By the Treaty of Passarowitz of 1718, Banat came under Austrian rule, being declared a crown land, under the name of Banat of Temeswar, administered by the imperial court through General Claude Florimond de Mercy. In 1778, Austria ceded Banat to Hungary, and Lugoj became the seat of Krassó County. After the revolution of 1848, for a short time, it was returned to the possession of Austria, so that through the Austro-Hungarian Compromise of 1867 it was returned to Hungary, integrating into the dualist empire thus created. Starting with 1881, Lugoj became the capital of the new Krassó-Szörény County, created by merging the Krassó and Szörény counties, and in 1889 it was declared a municipality. The new statute brought a series of defining changes in the ethnic and religious structure and in the economic and cultural evolution of the whole area.
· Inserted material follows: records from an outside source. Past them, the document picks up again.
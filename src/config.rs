//! Cluster configuration.
//!
//! Describes which store nodes form the cluster and how node handles connect
//! to them. Loaded from JSON; every field has a default so a partial file is
//! enough.

use crate::error::{Result, ShardError};
use serde::{Deserialize, Serialize};
use std::path::Path;
use std::time::Duration;

/// Port used by `RegistryBuilder::add_node` when none is given.
pub const DEFAULT_PORT: u16 = 6379;

/// One node entry in the configuration file.
#[derive(Debug, Clone, PartialEq, Eq, Serialize, Deserialize)]
pub struct NodeSpec {
    pub host: String,
    /// Falls back to `ClusterConfig::default_port`.
    #[serde(default)]
    pub port: Option<u16>,
}

#[derive(Debug, Clone, Serialize, Deserialize)]
#[serde(default)]
pub struct ClusterConfig {
    pub default_port: u16,
    /// Timeout for establishing one connection attempt (ms).
    pub connect_timeout_ms: u64,
    /// Deadline applied to every command sent to a node (ms).
    pub response_timeout_ms: u64,
    /// Connection attempts before a node is reported unreachable.
    pub connect_attempts: usize,
    pub nodes: Vec<NodeSpec>,
}

impl Default for ClusterConfig {
    fn default() -> Self {
        Self {
            default_port: DEFAULT_PORT,
            connect_timeout_ms: 2000,
            response_timeout_ms: 5000,
            connect_attempts: 3,
            nodes: Vec::new(),
        }
    }
}

impl ClusterConfig {
    pub fn from_file(path: impl AsRef<Path>) -> Result<Self> {
        let path = path.as_ref();
        let raw = std::fs::read_to_string(path).map_err(|e| {
            ShardError::Configuration(format!("cannot read {}: {}", path.display(), e))
        })?;
        Self::from_json(&raw)
    }

    pub fn from_json(raw: &str) -> Result<Self> {
        let config: ClusterConfig = serde_json::from_str(raw)
            .map_err(|e| ShardError::Configuration(format!("invalid cluster config: {}", e)))?;
        config.validate()?;
        Ok(config)
    }

    pub fn validate(&self) -> Result<()> {
        if self.default_port == 0 {
            return Err(ShardError::Configuration("default_port must be > 0".into()));
        }
        if self.connect_attempts == 0 {
            return Err(ShardError::Configuration(
                "connect_attempts must be at least 1".into(),
            ));
        }
        if self.connect_timeout_ms == 0 || self.response_timeout_ms == 0 {
            return Err(ShardError::Configuration("timeouts must be > 0".into()));
        }
        Ok(())
    }

    pub fn connect_timeout(&self) -> Duration {
        Duration::from_millis(self.connect_timeout_ms)
    }

    pub fn response_timeout(&self) -> Duration {
        Duration::from_millis(self.response_timeout_ms)
    }
}
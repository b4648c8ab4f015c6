//! Cluster Topology Module
//!
//! Decides which node owns a field. The node set is fixed once built; there is
//! no rebalancing, so adding a node changes where every future lookup goes.
//!
//! ## Core Concepts
//! - **Hashing**: `hasher::hash` maps a string to a non-negative integer, stable across processes.
//! - **Registry**: `Registry` is the frozen, hash-ordered list of node handles, built with `RegistryBuilder`.
//! - **Routing**: `Router` turns a routing string into a node index (`hash mod node_count`)
//!   and groups batch entries per node.

pub mod hasher;
pub mod registry;
pub mod router;

#[cfg(test)]
mod tests;
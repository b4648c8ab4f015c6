use crate::cluster::registry::{NodeEntry, Registry};
use crate::cluster::router::routing_key;
use crate::error::{Result, ShardError, TransportError};
use crate::node::transport::{NodeTransport, TransportResult};

use futures::future::join_all;
use std::collections::HashSet;
use std::future::Future;
use std::sync::Arc;

/// One logical map spread over every node of a registry.
///
/// Each field lives on the node chosen by hashing `field + "_" + hash_key`;
/// on that node it is stored in the hash-field-space named `hash_key`.
/// Operations touching one field go to one node, whole-map operations go to
/// all nodes concurrently and merge the answers.
#[derive(Clone, Debug)]
pub struct ShardedMap {
    hash_key: String,
    registry: Registry,
}

impl ShardedMap {
    pub fn new(hash_key: &str, registry: Registry) -> Self {
        Self {
            hash_key: hash_key.to_string(),
            registry,
        }
    }

    pub fn hash_key(&self) -> &str {
        &self.hash_key
    }

    /// Registry entry owning `field`.
    pub fn node_for(&self, field: &str) -> &NodeEntry {
        let index = self
            .registry
            .router()
            .index_for(&routing_key(field, &self.hash_key));
        // Router and registry are built from the same entry list.
        &self.registry.all_nodes()[index]
    }

    /// Total number of fields across all nodes.
    pub async fn size(&self) -> Result<usize> {
        let space = self.hash_key.as_str();
        let counts = self
            .scatter(|node| async move { node.hash_field_count(space).await })
            .await?;

        let mut total: usize = 0;
        for (entry, count) in self.registry.all_nodes().iter().zip(counts) {
            total = usize::try_from(count)
                .ok()
                .and_then(|count| total.checked_add(count))
                .ok_or_else(|| ShardError::CountOverflow {
                    node: entry.addr().clone(),
                })?;
        }
        Ok(total)
    }

    pub async fn is_empty(&self) -> Result<bool> {
        Ok(self.size().await? == 0)
    }

    pub async fn contains_field(&self, field: &str) -> Result<bool> {
        let entry = self.node_for(field);
        entry
            .transport()
            .field_exists(&self.hash_key, field)
            .await
            .map_err(|e| ShardError::remote(entry.addr(), e))
    }

    /// Linear scan of every node's values.
    pub async fn contains_value(&self, value: &str) -> Result<bool> {
        let space = self.hash_key.as_str();
        let per_node = self
            .scatter(|node| async move { node.get_all_values(space).await })
            .await?;
        Ok(per_node.iter().flatten().any(|v| v == value))
    }

    /// `None` when the field is absent; an empty string is a present value.
    pub async fn get(&self, field: &str) -> Result<Option<String>> {
        let entry = self.node_for(field);
        tracing::debug!("GET {}/{} -> {}", self.hash_key, field, entry.addr());
        entry
            .transport()
            .get_field(&self.hash_key, field)
            .await
            .map_err(|e| ShardError::remote(entry.addr(), e))
    }

    /// Sets `field` and returns the value it held just before, read and
    /// written in one transaction on the owning node.
    pub async fn put(&self, field: &str, value: &str) -> Result<Option<String>> {
        let entry = self.node_for(field);
        tracing::debug!("PUT {}/{} -> {}", self.hash_key, field, entry.addr());
        entry
            .transport()
            .atomic_read_then_set(&self.hash_key, field, value)
            .await
            .map_err(|e| ShardError::remote(entry.addr(), e))
    }

    /// Deletes `field` and returns the value it held. Routed exactly like
    /// `get` and `put`.
    pub async fn remove(&self, field: &str) -> Result<Option<String>> {
        let entry = self.node_for(field);
        tracing::debug!("REMOVE {}/{} -> {}", self.hash_key, field, entry.addr());
        entry
            .transport()
            .atomic_read_then_delete(&self.hash_key, field)
            .await
            .map_err(|e| ShardError::remote(entry.addr(), e))
    }

    /// Writes all `entries`, one batch per owning node, batches in parallel.
    ///
    /// Each node applies its batch on its own; there is no cross-node
    /// atomicity. If any batch fails the error lists which nodes applied
    /// theirs and which did not, so the caller can retry just the missing
    /// part.
    pub async fn put_all<I>(&self, entries: I) -> Result<()>
    where
        I: IntoIterator<Item = (String, String)>,
    {
        let groups = self
            .registry
            .router()
            .group_by_index(entries, |(field, _)| routing_key(field, &self.hash_key));
        if groups.is_empty() {
            return Ok(());
        }

        let space = self.hash_key.as_str();
        let nodes = self.registry.all_nodes();
        let batches = groups.into_iter().map(|(index, batch)| {
            let entry = &nodes[index];
            async move {
                tracing::debug!(
                    "PUT_ALL {} field(s) of {} -> {}",
                    batch.len(),
                    space,
                    entry.addr()
                );
                (entry, entry.transport().batch_set(space, batch).await)
            }
        });

        let mut succeeded = Vec::new();
        let mut failed = Vec::new();
        for (entry, outcome) in join_all(batches).await {
            match outcome {
                Ok(()) => succeeded.push(entry.addr().clone()),
                Err(e) => failed.push((entry.addr().clone(), e)),
            }
        }

        if failed.is_empty() {
            return Ok(());
        }
        tracing::warn!(
            "PUT_ALL on {}: {} node batch(es) failed, {} applied",
            self.hash_key,
            failed.len(),
            succeeded.len()
        );
        Err(ShardError::PartialBatch { succeeded, failed })
    }

    /// Drops this logical map on every node. On error, nodes that answered
    /// have already dropped their part.
    pub async fn clear(&self) -> Result<()> {
        let space = self.hash_key.as_str();
        self.scatter(|node| async move { node.delete_space(space).await })
            .await?;
        Ok(())
    }

    pub async fn keys(&self) -> Result<HashSet<String>> {
        let space = self.hash_key.as_str();
        let per_node = self
            .scatter(|node| async move { node.get_all_fields(space).await })
            .await?;
        Ok(per_node.into_iter().flatten().collect())
    }

    /// Distinct values; two fields holding the same value count once.
    pub async fn values(&self) -> Result<HashSet<String>> {
        let space = self.hash_key.as_str();
        let per_node = self
            .scatter(|node| async move { node.get_all_values(space).await })
            .await?;
        Ok(per_node.into_iter().flatten().collect())
    }

    pub async fn entries(&self) -> Result<HashSet<(String, String)>> {
        let space = self.hash_key.as_str();
        let per_node = self
            .scatter(|node| async move { node.get_all_entries(space).await })
            .await?;
        Ok(per_node.into_iter().flatten().collect())
    }

    /// Runs `call` against every node at once and returns the answers in
    /// registry order. The first failure in registry order is returned; any
    /// other failures are logged.
    async fn scatter<'a, T, F, Fut>(&'a self, call: F) -> Result<Vec<T>>
    where
        F: Fn(&'a Arc<dyn NodeTransport>) -> Fut,
        Fut: Future<Output = TransportResult<T>> + 'a,
    {
        let nodes = self.registry.all_nodes();
        let outcomes = join_all(nodes.iter().map(|entry| call(entry.transport()))).await;

        let mut values = Vec::with_capacity(nodes.len());
        let mut first_error: Option<(&NodeEntry, TransportError)> = None;

        for (entry, outcome) in nodes.iter().zip(outcomes) {
            match outcome {
                Ok(value) => values.push(value),
                Err(e) if first_error.is_none() => first_error = Some((entry, e)),
                Err(e) => {
                    tracing::warn!(
                        "Fan-out on {}: node {} also failed: {}",
                        self.hash_key,
                        entry.addr(),
                        e
                    );
                }
            }
        }

        match first_error {
            Some((entry, e)) => {
                tracing::warn!("Fan-out on {}: node {} failed: {}", self.hash_key, entry.addr(), e);
                Err(ShardError::remote(entry.addr(), e))
            }
            None => Ok(values),
        }
    }
}
//! Card values and the rules of the game
mod set;

pub use set::{combinations, find_sets, is_set, CardSet, Combinations};

use std::fmt;

/// Number of symbols printed on a card
#[derive(Debug, Clone, Copy, PartialEq, Eq, Hash, PartialOrd, Ord)]
pub enum Count {
    One,
    Two,
    Three,
}

#[derive(Debug, Clone, Copy, PartialEq, Eq, Hash, PartialOrd, Ord)]
pub enum Color {
    Green,
    Red,
    Purple,
}

#[derive(Debug, Clone, Copy, PartialEq, Eq, Hash, PartialOrd, Ord)]
pub enum Shape {
    Oval,
    Diamond,
    Squiggle,
}

#[derive(Debug, Clone, Copy, PartialEq, Eq, Hash, PartialOrd, Ord)]
pub enum Fill {
    Blank,
    Striped,
    Solid,
}

/// One of the four card attributes, encoded as 0, 1 or 2
pub trait Attribute: Copy {
    fn code(self) -> u8;
}

impl Attribute for Count {
    fn code(self) -> u8 {
        match self {
            Count::One => 0,
            Count::Two => 1,
            Count::Three => 2,
        }
    }
}

impl Attribute for Color {
    fn code(self) -> u8 {
        match self {
            Color::Green => 0,
            Color::Red => 1,
            Color::Purple => 2,
        }
    }
}

impl Attribute for Shape {
    fn code(self) -> u8 {
        match self {
            Shape::Oval => 0,
            Shape::Diamond => 1,
            Shape::Squiggle => 2,
        }
    }
}

impl Attribute for Fill {
    fn code(self) -> u8 {
        match self {
            Fill::Blank => 0,
            Fill::Striped => 1,
            Fill::Solid => 2,
        }
    }
}

impl Count {
    /// Map a number of detected symbols to a count, if it is a legal one
    pub fn from_symbols(n: usize) -> Option<Self> {
        match n {
            1 => Some(Count::One),
            2 => Some(Count::Two),
            3 => Some(Count::Three),
            _ => None,
        }
    }

    pub fn get(self) -> u8 {
        self.code() + 1
    }
}

/// A fully classified card
#[derive(Debug, Clone, Copy, PartialEq, Eq, Hash)]
pub struct Card {
    pub count: Count,
    pub color: Color,
    pub shape: Shape,
    pub fill: Fill,
}

impl Card {
    pub fn new(count: Count, color: Color, shape: Shape, fill: Fill) -> Self {
        Self {
            count,
            color,
            shape,
            fill,
        }
    }

    /// Assemble a card from classifier output
    ///
    /// Colour and fill always resolve, count and shape may not. A card with an unresolved count
    /// or shape is not a card at all.
    pub fn from_parts(
        count: Option<Count>,
        color: Color,
        shape: Option<Shape>,
        fill: Fill,
    ) -> Option<Self> {
        Some(Self::new(count?, color, shape?, fill))
    }
}

/// Compact form, e.g. `G1█0` for one solid green oval
impl fmt::Display for Card {
    fn fmt(&self, f: &mut fmt::Formatter<'_>) -> fmt::Result {
        let color = match self.color {
            Color::Green => 'G',
            Color::Red => 'R',
            Color::Purple => 'P',
        };
        let fill = match self.fill {
            Fill::Blank => '☐',
            Fill::Striped => '║',
            Fill::Solid => '█',
        };
        let shape = match self.shape {
            Shape::Oval => '0',
            Shape::Diamond => '♢',
            Shape::Squiggle => '∿',
        };
        write!(f, "{}{}{}{}", color, self.count.get(), fill, shape)
    }
}
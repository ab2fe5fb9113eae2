//! Rendering flat, evenly lit Set cards and tables to run the pipeline on
use image::{imageops, GrayImage, Luma, Rgba, RgbaImage};
use imageproc::distance_transform::Norm;
use imageproc::drawing::{draw_filled_ellipse_mut, draw_polygon_mut};
use imageproc::morphology::erode;
use imageproc::point::Point;
use set_spotter::card::{Card, Color, Count, Fill, Shape};

pub const CARD_WIDTH: u32 = 200;
pub const CARD_HEIGHT: u32 = 310;

const PAPER: Rgba<u8> = Rgba([245, 245, 245, 255]);
const TABLE: Rgba<u8> = Rgba([30, 30, 30, 255]);
const OUTLINE: u8 = 3;

pub fn ink(color: Color) -> Rgba<u8> {
    match color {
        Color::Green => Rgba([0, 160, 0, 255]),
        Color::Red => Rgba([200, 0, 0, 255]),
        Color::Purple => Rgba([110, 0, 130, 255]),
    }
}

/// Vertical centres of the symbols on an upright card
pub fn symbol_centres(count: Count) -> Vec<i32> {
    match count {
        Count::One => vec![155],
        Count::Two => vec![117, 193],
        Count::Three => vec![80, 155, 230],
    }
}

/// An upright card with its symbols 120 by 50 pixels, centred horizontally
pub fn render_card(card: Card) -> RgbaImage {
    render_symbols(
        card.shape,
        card.color,
        card.fill,
        &symbol_centres(card.count),
    )
}

/// An upright card with a symbol centred at each of the given heights
pub fn render_symbols(shape: Shape, color: Color, fill: Fill, centres: &[i32]) -> RgbaImage {
    let mut mask = GrayImage::new(CARD_WIDTH, CARD_HEIGHT);
    for &cy in centres {
        draw_symbol(&mut mask, shape, cy);
    }
    let interior = erode(&mask, Norm::LInf, OUTLINE);

    let ink = ink(color);
    RgbaImage::from_fn(CARD_WIDTH, CARD_HEIGHT, |x, y| {
        let inside = mask.get_pixel(x, y)[0] > 0;
        let outline = inside && interior.get_pixel(x, y)[0] == 0;
        let painted = match fill {
            Fill::Blank => outline,
            Fill::Striped => outline || (inside && y % 6 < 2),
            Fill::Solid => inside,
        };
        if painted {
            ink
        } else {
            PAPER
        }
    })
}

fn draw_symbol(mask: &mut GrayImage, shape: Shape, cy: i32) {
    let white = Luma([255]);
    let p = |x: i32, y: i32| Point::new(x, y);
    match shape {
        Shape::Oval => draw_filled_ellipse_mut(mask, (100, cy), 60, 25, white),
        Shape::Diamond => draw_polygon_mut(
            mask,
            &[p(40, cy), p(100, cy - 25), p(160, cy), p(100, cy + 25)],
            white,
        ),
        // a bow tie stands in for the wavy outline, what matters is that it isn't convex
        Shape::Squiggle => draw_polygon_mut(
            mask,
            &[
                p(40, cy - 25),
                p(100, cy - 5),
                p(160, cy - 25),
                p(160, cy + 25),
                p(100, cy + 5),
                p(40, cy + 25),
            ],
            white,
        ),
    }
}

/// A dark table of the given size with card images laid on it at the given positions
pub fn render_table(width: u32, height: u32, cards: &[(RgbaImage, i64, i64)]) -> RgbaImage {
    let mut table = RgbaImage::from_pixel(width, height, TABLE);
    for (card, x, y) in cards {
        imageops::overlay(&mut table, card, *x, *y);
    }
    table
}

/// Every card of the deck
pub fn deck() -> Vec<Card> {
    let mut cards = Vec::with_capacity(81);
    for count in [Count::One, Count::Two, Count::Three] {
        for color in [Color::Green, Color::Red, Color::Purple] {
            for shape in [Shape::Oval, Shape::Diamond, Shape::Squiggle] {
                for fill in [Fill::Blank, Fill::Striped, Fill::Solid] {
                    cards.push(Card::new(count, color, shape, fill));
                }
            }
        }
    }
    cards
}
Hungarian reformism made possible access to modernity in the fields of institutions, legislation and education system, imposing emancipation from the servitudes of the medieval mentality, the penetration of new European ideas and thus the shaping of social categories capable of receiving them.

=== German colonization ===
In 1725 the first settlers from Austria, Bohemia, Bavaria and Silesia were brought to Lugoj, dealing mainly with blacksmithing, carpentry and masonry. They were settled to the left of Timiș, in a strictly delimited area, where they built their houses, laying the foundations of "German Lugoj" (Deutsch-Lugosch). The two localities on the banks of Timiș were the property of the Chamber, but each had its own administration. According to the 1786 conscription, "Romanian Lugoj" had 1,039 houses and 5,130 inhabitants, while "German Lugoj" had 203 houses and 1,446 inhabitants. In 1795, as a result of a decision of the Chamber, the two localities were unified, the leaders being elected alternately between Romanians and Germans.

=== Jewish history ===
Jews first settled in the town in the early 18th century, working in manufacturing and in running the transport system. They eventually adhered to the Neolog movement; a Jewish school was founded in 1883. Many Jews left at the end of World War I and the beginning of Romanian rule. Zionist activity began in 1919. In 1930, there were 1,418 Jews, accounting for 6% of the population.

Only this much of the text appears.